▶ **How to complete this task**: When you reach the line with "WebSocket server settings." in the listing below, transcribe it and each line after it up to and including the line with "let server_defaults = ServerSettings::default();", exactly and with nothing else.

▶ **Study material**:
################

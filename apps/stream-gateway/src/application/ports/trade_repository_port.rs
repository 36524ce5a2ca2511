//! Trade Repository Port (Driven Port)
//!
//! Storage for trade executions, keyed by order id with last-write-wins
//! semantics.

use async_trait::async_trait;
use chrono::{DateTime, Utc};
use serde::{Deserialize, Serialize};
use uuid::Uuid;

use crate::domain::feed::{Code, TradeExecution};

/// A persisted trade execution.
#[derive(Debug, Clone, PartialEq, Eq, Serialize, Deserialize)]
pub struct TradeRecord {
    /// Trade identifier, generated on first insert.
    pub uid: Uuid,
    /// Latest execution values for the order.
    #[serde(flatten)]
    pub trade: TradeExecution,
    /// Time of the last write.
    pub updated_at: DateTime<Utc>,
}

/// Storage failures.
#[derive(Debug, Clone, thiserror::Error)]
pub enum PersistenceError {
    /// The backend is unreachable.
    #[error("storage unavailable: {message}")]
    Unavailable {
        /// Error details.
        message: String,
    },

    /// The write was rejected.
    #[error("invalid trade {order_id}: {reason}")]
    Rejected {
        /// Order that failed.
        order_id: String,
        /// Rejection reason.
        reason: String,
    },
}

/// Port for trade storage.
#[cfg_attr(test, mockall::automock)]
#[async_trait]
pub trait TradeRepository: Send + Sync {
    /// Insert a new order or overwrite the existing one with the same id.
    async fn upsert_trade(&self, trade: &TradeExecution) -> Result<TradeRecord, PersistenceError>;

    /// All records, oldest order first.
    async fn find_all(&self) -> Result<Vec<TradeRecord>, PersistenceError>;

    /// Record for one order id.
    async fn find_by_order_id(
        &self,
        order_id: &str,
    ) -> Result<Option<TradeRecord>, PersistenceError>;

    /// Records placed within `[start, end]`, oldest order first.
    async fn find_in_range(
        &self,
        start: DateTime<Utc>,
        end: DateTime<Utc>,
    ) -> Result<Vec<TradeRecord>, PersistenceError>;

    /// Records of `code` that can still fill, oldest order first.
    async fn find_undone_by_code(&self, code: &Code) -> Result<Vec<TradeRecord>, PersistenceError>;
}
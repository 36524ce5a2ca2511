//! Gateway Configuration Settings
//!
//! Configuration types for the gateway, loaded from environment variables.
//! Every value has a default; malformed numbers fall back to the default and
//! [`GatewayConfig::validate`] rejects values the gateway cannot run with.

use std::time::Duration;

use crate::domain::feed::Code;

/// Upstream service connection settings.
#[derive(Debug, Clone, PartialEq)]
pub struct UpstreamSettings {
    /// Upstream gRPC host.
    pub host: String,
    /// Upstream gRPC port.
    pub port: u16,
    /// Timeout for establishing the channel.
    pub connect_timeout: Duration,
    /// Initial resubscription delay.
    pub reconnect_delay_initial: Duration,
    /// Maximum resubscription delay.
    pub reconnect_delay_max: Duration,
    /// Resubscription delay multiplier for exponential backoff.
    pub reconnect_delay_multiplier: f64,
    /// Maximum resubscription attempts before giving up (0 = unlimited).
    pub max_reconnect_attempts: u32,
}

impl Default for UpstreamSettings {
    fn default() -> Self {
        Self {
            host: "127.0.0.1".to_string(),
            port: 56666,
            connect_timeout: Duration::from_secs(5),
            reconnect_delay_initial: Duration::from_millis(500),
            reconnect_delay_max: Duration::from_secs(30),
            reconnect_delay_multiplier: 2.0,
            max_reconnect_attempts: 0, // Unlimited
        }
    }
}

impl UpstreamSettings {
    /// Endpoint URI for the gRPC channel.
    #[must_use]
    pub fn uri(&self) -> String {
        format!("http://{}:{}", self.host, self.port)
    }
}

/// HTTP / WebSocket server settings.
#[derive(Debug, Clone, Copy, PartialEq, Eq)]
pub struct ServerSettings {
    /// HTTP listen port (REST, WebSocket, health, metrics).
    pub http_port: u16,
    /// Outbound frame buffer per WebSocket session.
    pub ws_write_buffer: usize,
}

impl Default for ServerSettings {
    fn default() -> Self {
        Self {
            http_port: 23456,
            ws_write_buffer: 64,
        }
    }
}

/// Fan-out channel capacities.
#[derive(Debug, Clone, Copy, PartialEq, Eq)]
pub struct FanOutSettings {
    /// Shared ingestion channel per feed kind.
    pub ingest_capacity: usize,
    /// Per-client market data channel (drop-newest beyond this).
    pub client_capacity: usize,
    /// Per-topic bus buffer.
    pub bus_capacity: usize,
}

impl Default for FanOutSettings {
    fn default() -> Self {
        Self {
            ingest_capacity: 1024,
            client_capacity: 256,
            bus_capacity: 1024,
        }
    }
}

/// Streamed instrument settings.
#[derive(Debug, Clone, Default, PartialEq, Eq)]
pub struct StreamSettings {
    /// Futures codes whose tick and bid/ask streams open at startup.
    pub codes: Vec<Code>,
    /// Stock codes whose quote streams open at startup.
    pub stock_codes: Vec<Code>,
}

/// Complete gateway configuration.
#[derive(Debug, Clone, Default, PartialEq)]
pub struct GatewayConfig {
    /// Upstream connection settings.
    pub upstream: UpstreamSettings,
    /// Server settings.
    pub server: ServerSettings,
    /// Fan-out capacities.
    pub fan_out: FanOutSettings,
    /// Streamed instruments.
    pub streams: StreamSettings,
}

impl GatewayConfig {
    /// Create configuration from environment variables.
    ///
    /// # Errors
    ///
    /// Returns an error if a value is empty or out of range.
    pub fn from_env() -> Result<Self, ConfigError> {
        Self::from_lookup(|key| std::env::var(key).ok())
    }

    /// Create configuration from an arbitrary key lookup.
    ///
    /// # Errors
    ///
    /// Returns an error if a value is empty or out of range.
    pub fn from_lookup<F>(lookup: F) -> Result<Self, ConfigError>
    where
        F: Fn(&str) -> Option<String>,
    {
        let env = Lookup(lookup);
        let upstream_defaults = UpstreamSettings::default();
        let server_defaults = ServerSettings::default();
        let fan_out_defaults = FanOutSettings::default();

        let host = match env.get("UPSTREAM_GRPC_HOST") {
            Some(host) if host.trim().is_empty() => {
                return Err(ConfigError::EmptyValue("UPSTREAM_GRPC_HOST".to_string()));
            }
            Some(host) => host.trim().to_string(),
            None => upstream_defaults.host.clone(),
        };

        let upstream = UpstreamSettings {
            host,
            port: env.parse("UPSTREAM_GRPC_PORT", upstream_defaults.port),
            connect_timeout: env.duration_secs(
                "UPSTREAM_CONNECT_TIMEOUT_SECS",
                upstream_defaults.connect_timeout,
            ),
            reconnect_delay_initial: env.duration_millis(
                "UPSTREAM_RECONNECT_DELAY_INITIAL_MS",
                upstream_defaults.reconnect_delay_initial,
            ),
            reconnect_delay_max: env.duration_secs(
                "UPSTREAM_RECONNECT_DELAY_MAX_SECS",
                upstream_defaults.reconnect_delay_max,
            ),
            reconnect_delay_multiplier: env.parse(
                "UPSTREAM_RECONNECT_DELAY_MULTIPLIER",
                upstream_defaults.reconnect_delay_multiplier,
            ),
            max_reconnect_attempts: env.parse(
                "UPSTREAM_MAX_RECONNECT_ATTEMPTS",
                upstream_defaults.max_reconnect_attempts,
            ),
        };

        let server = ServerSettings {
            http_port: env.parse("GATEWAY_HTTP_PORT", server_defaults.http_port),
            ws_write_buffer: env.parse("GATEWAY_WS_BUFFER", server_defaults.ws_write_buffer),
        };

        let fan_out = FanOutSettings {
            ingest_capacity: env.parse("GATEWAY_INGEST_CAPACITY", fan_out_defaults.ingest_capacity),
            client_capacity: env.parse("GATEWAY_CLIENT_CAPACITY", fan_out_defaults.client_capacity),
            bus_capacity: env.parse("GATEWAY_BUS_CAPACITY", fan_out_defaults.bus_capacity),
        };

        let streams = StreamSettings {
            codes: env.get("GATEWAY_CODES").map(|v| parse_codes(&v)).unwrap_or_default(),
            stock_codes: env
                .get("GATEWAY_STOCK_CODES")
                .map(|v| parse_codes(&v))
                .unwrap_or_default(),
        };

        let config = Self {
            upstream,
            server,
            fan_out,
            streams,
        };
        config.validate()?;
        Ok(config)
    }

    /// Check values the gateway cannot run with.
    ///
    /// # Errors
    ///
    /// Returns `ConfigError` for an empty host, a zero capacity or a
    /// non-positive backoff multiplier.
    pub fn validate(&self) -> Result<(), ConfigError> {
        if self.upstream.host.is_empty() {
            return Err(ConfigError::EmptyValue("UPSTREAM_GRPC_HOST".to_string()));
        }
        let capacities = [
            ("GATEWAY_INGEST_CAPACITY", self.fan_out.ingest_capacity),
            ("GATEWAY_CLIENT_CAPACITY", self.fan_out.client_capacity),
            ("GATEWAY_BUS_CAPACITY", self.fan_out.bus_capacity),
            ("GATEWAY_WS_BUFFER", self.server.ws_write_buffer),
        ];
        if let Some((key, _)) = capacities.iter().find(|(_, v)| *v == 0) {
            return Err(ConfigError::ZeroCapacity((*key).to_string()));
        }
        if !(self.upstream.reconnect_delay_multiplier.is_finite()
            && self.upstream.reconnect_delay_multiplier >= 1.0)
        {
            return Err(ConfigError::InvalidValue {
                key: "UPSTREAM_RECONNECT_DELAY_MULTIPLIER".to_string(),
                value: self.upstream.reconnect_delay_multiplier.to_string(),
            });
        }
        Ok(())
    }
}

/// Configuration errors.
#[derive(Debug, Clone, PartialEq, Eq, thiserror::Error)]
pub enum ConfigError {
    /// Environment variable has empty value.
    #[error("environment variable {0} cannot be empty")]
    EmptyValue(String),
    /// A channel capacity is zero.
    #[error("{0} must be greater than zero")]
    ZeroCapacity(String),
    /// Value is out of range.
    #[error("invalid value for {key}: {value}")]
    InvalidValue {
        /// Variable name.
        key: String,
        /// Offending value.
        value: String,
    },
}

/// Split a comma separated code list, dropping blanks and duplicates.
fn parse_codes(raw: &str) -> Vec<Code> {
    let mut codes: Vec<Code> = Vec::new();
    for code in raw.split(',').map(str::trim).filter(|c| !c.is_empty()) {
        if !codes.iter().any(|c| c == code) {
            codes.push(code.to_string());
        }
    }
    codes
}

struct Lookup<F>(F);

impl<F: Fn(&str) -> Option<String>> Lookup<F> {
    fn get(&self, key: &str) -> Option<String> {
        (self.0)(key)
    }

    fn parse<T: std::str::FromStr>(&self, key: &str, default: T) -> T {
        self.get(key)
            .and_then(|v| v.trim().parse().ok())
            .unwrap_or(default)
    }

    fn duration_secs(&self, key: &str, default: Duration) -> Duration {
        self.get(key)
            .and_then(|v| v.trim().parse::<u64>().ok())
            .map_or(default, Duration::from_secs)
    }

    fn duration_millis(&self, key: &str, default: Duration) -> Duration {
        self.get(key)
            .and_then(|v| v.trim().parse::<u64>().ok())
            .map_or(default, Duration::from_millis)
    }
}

################

▶ **Completed task**:
/// HTTP / WebSocket server settings.
#[derive(Debug, Clone, Copy, PartialEq, Eq)]
pub struct ServerSettings {
    /// HTTP listen port (REST, WebSocket, health, metrics).
    pub http_port: u16,
    /// Outbound frame buffer per WebSocket session.
    pub ws_write_buffer: usize,
}

impl Default for ServerSettings {
    fn default() -> Self {
        Self {
            http_port: 23456,
            ws_write_buffer: 64,
        }
    }
}

/// Fan-out channel capacities.
#[derive(Debug, Clone, Copy, PartialEq, Eq)]
pub struct FanOutSettings {
    /// Shared ingestion channel per feed kind.
    pub ingest_capacity: usize,
    /// Per-client market data channel (drop-newest beyond this).
    pub client_capacity: usize,
    /// Per-topic bus buffer.
    pub bus_capacity: usize,
}

impl Default for FanOutSettings {
    fn default() -> Self {
        Self {
            ingest_capacity: 1024,
            client_capacity: 256,
            bus_capacity: 1024,
        }
    }
}

/// Streamed instrument settings.
#[derive(Debug, Clone, Default, PartialEq, Eq)]
pub struct StreamSettings {
    /// Futures codes whose tick and bid/ask streams open at startup.
    pub codes: Vec<Code>,
    /// Stock codes whose quote streams open at startup.
    pub stock_codes: Vec<Code>,
}

/// Complete gateway configuration.
#[derive(Debug, Clone, Default, PartialEq)]
pub struct GatewayConfig {
    /// Upstream connection settings.
    pub upstream: UpstreamSettings,
    /// Server settings.
    pub server: ServerSettings,
    /// Fan-out capacities.
    pub fan_out: FanOutSettings,
    /// Streamed instruments.
    pub streams: StreamSettings,
}

impl GatewayConfig {
    /// Create configuration from environment variables.
    ///
    /// # Errors
    ///
    /// Returns an error if a value is empty or out of range.
    pub fn from_env() -> Result<Self, ConfigError> {
        Self::from_lookup(|key| std::env::var(key).ok())
    }

    /// Create configuration from an arbitrary key lookup.
    ///
    /// # Errors
    ///
    /// Returns an error if a value is empty or out of range.
    pub fn from_lookup<F>(lookup: F) -> Result<Self, ConfigError>
    where
        F: Fn(&str) -> Option<String>,
    {
        let env = Lookup(lookup);
        let upstream_defaults = UpstreamSettings::default();
        let server_defaults = ServerSettings::default();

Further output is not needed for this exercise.